REQUIREMENT:
Check each line of the data, and copy those where "ApiResponse" appears.

AVAILABLE RECORDS:
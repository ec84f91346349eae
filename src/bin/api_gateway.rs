//! AWS Lambda handler for API Gateway proxy events
//!
//! Reads ask_price, income, expense and interest_rate from the query string and
//! answers with an API Gateway proxy response.

use affordability::{
    api::{respond_to_query, ApiResponse},
    AffordabilityCalculator, Assumptions,
};
use aws_lambda_events::apigw::{ApiGatewayProxyRequest, ApiGatewayProxyResponse};
use aws_lambda_events::encodings::Body;
use lambda_runtime::{run, service_fn, Error, LambdaEvent};

fn proxy_response(response: ApiResponse) -> ApiGatewayProxyResponse {
    ApiGatewayProxyResponse {
        status_code: i64::from(response.status_code),
        body: response.body.map(Body::Text),
        ..Default::default()
    }
}

fn answer(calculator: &AffordabilityCalculator, request: &ApiGatewayProxyRequest) -> ApiGatewayProxyResponse {
    let params = &request.query_string_parameters;
    proxy_response(respond_to_query(calculator, |key| params.first(key)))
}

async fn handler(
    calculator: AffordabilityCalculator,
    event: LambdaEvent<ApiGatewayProxyRequest>,
) -> Result<ApiGatewayProxyResponse, Error> {
    Ok(answer(&calculator, &event.payload))
}

#[tokio::main]
async fn main() -> Result<(), Error> {
    env_logger::init();

    let calculator = AffordabilityCalculator::new(Assumptions::from_env()?);
    run(service_fn(move |event: LambdaEvent<ApiGatewayProxyRequest>| {
        handler(calculator, event)
    }))
    .await
}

REPLY:
    api::{respond_to_query, ApiResponse},
fn proxy_response(response: ApiResponse) -> ApiGatewayProxyResponse {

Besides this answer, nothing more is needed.